= Exercise brief =
Copy out every record that follows, word for word.

Dataset records below:

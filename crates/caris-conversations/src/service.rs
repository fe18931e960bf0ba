//! Conversation backup, restore and export
//!
//! Each backup is encrypted under its own freshly generated key, never a
//! live room transport key, so deleting a backup revokes nothing and
//! leaking a room key exposes no backups. The exported key is persisted
//! next to the ciphertext so an operator can always recover a user's
//! history; the tradeoff is that it protects only against casual
//! inspection, not against an attacker with store access.

use crate::error::{ConversationError, ConversationResult};
use crate::export;
use crate::store::{BackupStore, ConversationStore};
use crate::types::{
    ChatAttachment, ChatMessage, ConversationBackup, ConversationBackupType, ExportFormat,
    RoomSnapshot,
};
use caris_crypto::SymmetricKey;
use chrono::Utc;
use std::sync::Arc;
use tracing::{info, instrument, warn};
use uuid::Uuid;

/// Outcome of a conversation restore
#[derive(Debug, Clone)]
pub struct RestoreOutcome {
    /// Room the snapshot was materialized into
    pub room_id: Uuid,
    /// Number of restored messages
    pub messages_restored: u32,
    /// Number of restored attachment records
    pub files_restored: u32,
    /// Non-fatal findings
    pub warnings: Vec<String>,
}

/// User-initiated encrypted backup/export/restore of one room's history
pub struct ConversationBackupService {
    conversations: Arc<dyn ConversationStore>,
    backups: Arc<dyn BackupStore>,
}

impl ConversationBackupService {
    /// Create a service over the given storage seams
    pub fn new(conversations: Arc<dyn ConversationStore>, backups: Arc<dyn BackupStore>) -> Self {
        Self {
            conversations,
            backups,
        }
    }

    /// Snapshot a room's full history into an encrypted backup
    ///
    /// The requester must be a current participant of the room.
    #[instrument(skip(self))]
    pub async fn create_full_backup(
        &self,
        owner_id: Uuid,
        room_id: Uuid,
    ) -> ConversationResult<ConversationBackup> {
        if !self.conversations.is_participant(room_id, owner_id).await? {
            return Err(ConversationError::unauthorized(format!(
                "user {} is not a participant of room {}",
                owner_id, room_id
            )));
        }

        let snapshot = RoomSnapshot {
            room_id,
            room_name: self.conversations.room_name(room_id).await?,
            taken_at: Utc::now(),
            messages: self.conversations.messages(room_id).await?,
            attachments: self.conversations.attachments(room_id).await?,
        };

        let plain = serde_json::to_vec(&snapshot)?;
        let key = SymmetricKey::generate();
        let ciphertext = caris_crypto::encrypt(&key, &plain);

        let backup = ConversationBackup {
            id: Uuid::new_v4(),
            owner_id,
            room_id,
            ciphertext,
            backup_type: ConversationBackupType::Full,
            exported_key: key.export(),
            message_count: snapshot.messages.len() as u32,
            file_count: snapshot.attachments.len() as u32,
            created_at: Utc::now(),
        };
        self.backups.save(&backup).await?;

        info!(
            "💾 Conversation backup {} created for room {} ({} messages, {} files)",
            backup.id, room_id, backup.message_count, backup.file_count
        );
        Ok(backup)
    }

    /// Materialize a backup into a new room, or merge it into an existing
    /// one when `target_room_id` is given
    ///
    /// Restored messages are made permanent even if the originals were
    /// ephemeral. Restored attachments get placeholder storage paths; the
    /// actual file bytes live in file-tree backups and need a separate
    /// copy step, surfaced as a warning.
    #[instrument(skip(self))]
    pub async fn restore_backup(
        &self,
        backup_id: Uuid,
        owner_id: Uuid,
        target_room_id: Option<Uuid>,
    ) -> ConversationResult<RestoreOutcome> {
        let backup = self.owned_backup(backup_id, owner_id).await?;
        let snapshot = decrypt_snapshot(&backup)?;

        let room_id = match target_room_id {
            Some(existing) => {
                if !self.conversations.is_participant(existing, owner_id).await? {
                    return Err(ConversationError::unauthorized(format!(
                        "user {} is not a participant of room {}",
                        owner_id, existing
                    )));
                }
                existing
            }
            None => {
                let name = format!("{} (restored)", snapshot.room_name);
                self.conversations.create_room(&name, owner_id).await?
            }
        };

        let mut outcome = RestoreOutcome {
            room_id,
            messages_restored: 0,
            files_restored: 0,
            warnings: Vec::new(),
        };

        for message in snapshot.messages {
            // Fresh ids so a merge never collides with live rows
            self.conversations
                .insert_message(
                    room_id,
                    ChatMessage {
                        id: Uuid::new_v4(),
                        ephemeral: false,
                        ..message
                    },
                )
                .await?;
            outcome.messages_restored += 1;
        }

        for attachment in snapshot.attachments {
            let placeholder = format!("pending-restore/{}", attachment.filename);
            self.conversations
                .insert_attachment(
                    room_id,
                    ChatAttachment {
                        id: Uuid::new_v4(),
                        storage_path: placeholder,
                        ..attachment
                    },
                )
                .await?;
            outcome.files_restored += 1;
        }

        if outcome.files_restored > 0 {
            let notice = format!(
                "{} restored file(s) have placeholder storage paths; file contents must be copied from a file-tree backup",
                outcome.files_restored
            );
            warn!("{}", notice);
            outcome.warnings.push(notice);
        }

        info!(
            "🔄 Conversation backup {} restored into room {} ({} messages)",
            backup_id, room_id, outcome.messages_restored
        );
        Ok(outcome)
    }

    /// Decrypt a backup and render it for user download
    #[instrument(skip(self))]
    pub async fn export_backup(
        &self,
        backup_id: Uuid,
        owner_id: Uuid,
        format: ExportFormat,
    ) -> ConversationResult<String> {
        let backup = self.owned_backup(backup_id, owner_id).await?;
        let snapshot = decrypt_snapshot(&backup)?;

        match format {
            ExportFormat::Json => Ok(serde_json::to_string_pretty(&snapshot)?),
            ExportFormat::Text => Ok(export::render_transcript(&snapshot)),
        }
    }

    /// All backups owned by a user, newest first
    pub async fn list_backups(&self, owner_id: Uuid) -> ConversationResult<Vec<ConversationBackup>> {
        self.backups.list_for_owner(owner_id).await
    }

    /// Delete a backup on explicit user request
    #[instrument(skip(self))]
    pub async fn delete_backup(&self, backup_id: Uuid, owner_id: Uuid) -> ConversationResult<()> {
        self.owned_backup(backup_id, owner_id).await?;
        self.backups.delete(backup_id).await?;
        info!("🗑 Conversation backup {} deleted", backup_id);
        Ok(())
    }

    async fn owned_backup(
        &self,
        backup_id: Uuid,
        owner_id: Uuid,
    ) -> ConversationResult<ConversationBackup> {
        let backup = self.backups.load(backup_id).await?;
        if backup.owner_id != owner_id {
            return Err(ConversationError::unauthorized(format!(
                "backup {} is not owned by user {}",
                backup_id, owner_id
            )));
        }
        Ok(backup)
    }
}

fn decrypt_snapshot(backup: &ConversationBackup) -> ConversationResult<RoomSnapshot> {
    let key = SymmetricKey::import(&backup.exported_key)?;
    let plain = caris_crypto::decrypt(&key, &backup.ciphertext)?;
    Ok(serde_json::from_slice(&plain)?)
}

End of Dataset records.

= Written reply =
filename crates/caris-conversations/src/service.rs
repository fe18931e960bf0ba
//! Conversation backup, restore and export
//!
//! Each backup is encrypted under its own freshly generated key, never a
//! live room transport key, so deleting a backup revokes nothing and
//! leaking a room key exposes no backups. The exported key is persisted
//! next to the ciphertext so an operator can always recover a user's
//! history; the tradeoff is that it protects only against casual
//! inspection, not against an attacker with store access.

use crate::error::{ConversationError, ConversationResult};
use crate::export;
use crate::store::{BackupStore, ConversationStore};
use crate::types::{
    ChatAttachment, ChatMessage, ConversationBackup, ConversationBackupType, ExportFormat,
    RoomSnapshot,
};
use caris_crypto::SymmetricKey;
use chrono::Utc;
use std::sync::Arc;
use tracing::{info, instrument, warn};
use uuid::Uuid;

/// Outcome of a conversation restore
#[derive(Debug, Clone)]
pub struct RestoreOutcome {
    /// Room the snapshot was materialized into
    pub room_id: Uuid,
    /// Number of restored messages
    pub messages_restored: u32,
    /// Number of restored attachment records
    pub files_restored: u32,
    /// Non-fatal findings
    pub warnings: Vec<String>,
}

/// User-initiated encrypted backup/export/restore of one room's history
pub struct ConversationBackupService {
    conversations: Arc<dyn ConversationStore>,
    backups: Arc<dyn BackupStore>,
}

impl ConversationBackupService {
    /// Create a service over the given storage seams
    pub fn new(conversations: Arc<dyn ConversationStore>, backups: Arc<dyn BackupStore>) -> Self {
        Self {
            conversations,
            backups,
        }
    }

    /// Snapshot a room's full history into an encrypted backup
    ///
    /// The requester must be a current participant of the room.
    #[instrument(skip(self))]
    pub async fn create_full_backup(
        &self,
        owner_id: Uuid,
        room_id: Uuid,
    ) -> ConversationResult<ConversationBackup> {
        if !self.conversations.is_participant(room_id, owner_id).await? {
            return Err(ConversationError::unauthorized(format!(
                "user {} is not a participant of room {}",
                owner_id, room_id
            )));
        }

        let snapshot = RoomSnapshot {
            room_id,
            room_name: self.conversations.room_name(room_id).await?,
            taken_at: Utc::now(),
            messages: self.conversations.messages(room_id).await?,
            attachments: self.conversations.attachments(room_id).await?,
        };

        let plain = serde_json::to_vec(&snapshot)?;
        let key = SymmetricKey::generate();
        let ciphertext = caris_crypto::encrypt(&key, &plain);

        let backup = ConversationBackup {
            id: Uuid::new_v4(),
            owner_id,
            room_id,
            ciphertext,
            backup_type: ConversationBackupType::Full,
            exported_key: key.export(),
            message_count: snapshot.messages.len() as u32,
            file_count: snapshot.attachments.len() as u32,
            created_at: Utc::now(),
        };
        self.backups.save(&backup).await?;

        info!(
            "💾 Conversation backup {} created for room {} ({} messages, {} files)",
            backup.id, room_id, backup.message_count, backup.file_count
        );
        Ok(backup)
    }

    /// Materialize a backup into a new room, or merge it into an existing
    /// one when `target_room_id` is given
    ///
    /// Restored messages are made permanent even if the originals were
    /// ephemeral. Restored attachments get placeholder storage paths; the
    /// actual file bytes live in file-tree backups and need a separate
    /// copy step, surfaced as a warning.
    #[instrument(skip(self))]
    pub async fn restore_backup(
        &self,
        backup_id: Uuid,
        owner_id: Uuid,
        target_room_id: Option<Uuid>,
    ) -> ConversationResult<RestoreOutcome> {
        let backup = self.owned_backup(backup_id, owner_id).await?;
        let snapshot = decrypt_snapshot(&backup)?;

        let room_id = match target_room_id {
            Some(existing) => {
                if !self.conversations.is_participant(existing, owner_id).await? {
                    return Err(ConversationError::unauthorized(format!(
                        "user {} is not a participant of room {}",
                        owner_id, existing
                    )));
                }
                existing
            }
            None => {
                let name = format!("{} (restored)", snapshot.room_name);
                self.conversations.create_room(&name, owner_id).await?
            }
        };

        let mut outcome = RestoreOutcome {
            room_id,
            messages_restored: 0,
            files_restored: 0,
            warnings: Vec::new(),
        };

        for message in snapshot.messages {
            // Fresh ids so a merge never collides with live rows
            self.conversations
                .insert_message(
                    room_id,
                    ChatMessage {
                        id: Uuid::new_v4(),
                        ephemeral: false,
                        ..message
                    },
                )
                .await?;
            outcome.messages_restored += 1;
        }

        for attachment in snapshot.attachments {
            let placeholder = format!("pending-restore/{}", attachment.filename);
            self.conversations
                .insert_attachment(
                    room_id,
                    ChatAttachment {
                        id: Uuid::new_v4(),
                        storage_path: placeholder,
                        ..attachment
                    },
                )
                .await?;
            outcome.files_restored += 1;
        }

        if outcome.files_restored > 0 {
            let notice = format!(
                "{} restored file(s) have placeholder storage paths; file contents must be copied from a file-tree backup",
                outcome.files_restored
            );
            warn!("{}", notice);
            outcome.warnings.push(notice);
        }

        info!(
            "🔄 Conversation backup {} restored into room {} ({} messages)",
            backup_id, room_id, outcome.messages_restored
        );
        Ok(outcome)
    }

    /// Decrypt a backup and render it for user download
    #[instrument(skip(self))]
    pub async fn export_backup(
        &self,
        backup_id: Uuid,
        owner_id: Uuid,
        format: ExportFormat,
    ) -> ConversationResult<String> {
        let backup = self.owned_backup(backup_id, owner_id).await?;
        let snapshot = decrypt_snapshot(&backup)?;

        match format {
            ExportFormat::Json => Ok(serde_json::to_string_pretty(&snapshot)?),
            ExportFormat::Text => Ok(export::render_transcript(&snapshot)),
        }
    }

    /// All backups owned by a user, newest first
    pub async fn list_backups(&self, owner_id: Uuid) -> ConversationResult<Vec<ConversationBackup>> {
        self.backups.list_for_owner(owner_id).await
    }

    /// Delete a backup on explicit user request
    #[instrument(skip(self))]
    pub async fn delete_backup(&self, backup_id: Uuid, owner_id: Uuid) -> ConversationResult<()> {
        self.owned_backup(backup_id, owner_id).await?;
        self.backups.delete(backup_id).await?;
        info!("🗑 Conversation backup {} deleted", backup_id);
        Ok(())
    }

    async fn owned_backup(
        &self,
        backup_id: Uuid,
        owner_id: Uuid,
    ) -> ConversationResult<ConversationBackup> {
        let backup = self.backups.load(backup_id).await?;
        if backup.owner_id != owner_id {
            return Err(ConversationError::unauthorized(format!(
                "backup {} is not owned by user {}",
                backup_id, owner_id
            )));
        }
        Ok(backup)
    }
}

fn decrypt_snapshot(backup: &ConversationBackup) -> ConversationResult<RoomSnapshot> {
    let key = SymmetricKey::import(&backup.exported_key)?;
    let plain = caris_crypto::decrypt(&key, &backup.ciphertext)?;
    Ok(serde_json::from_slice(&plain)?)
}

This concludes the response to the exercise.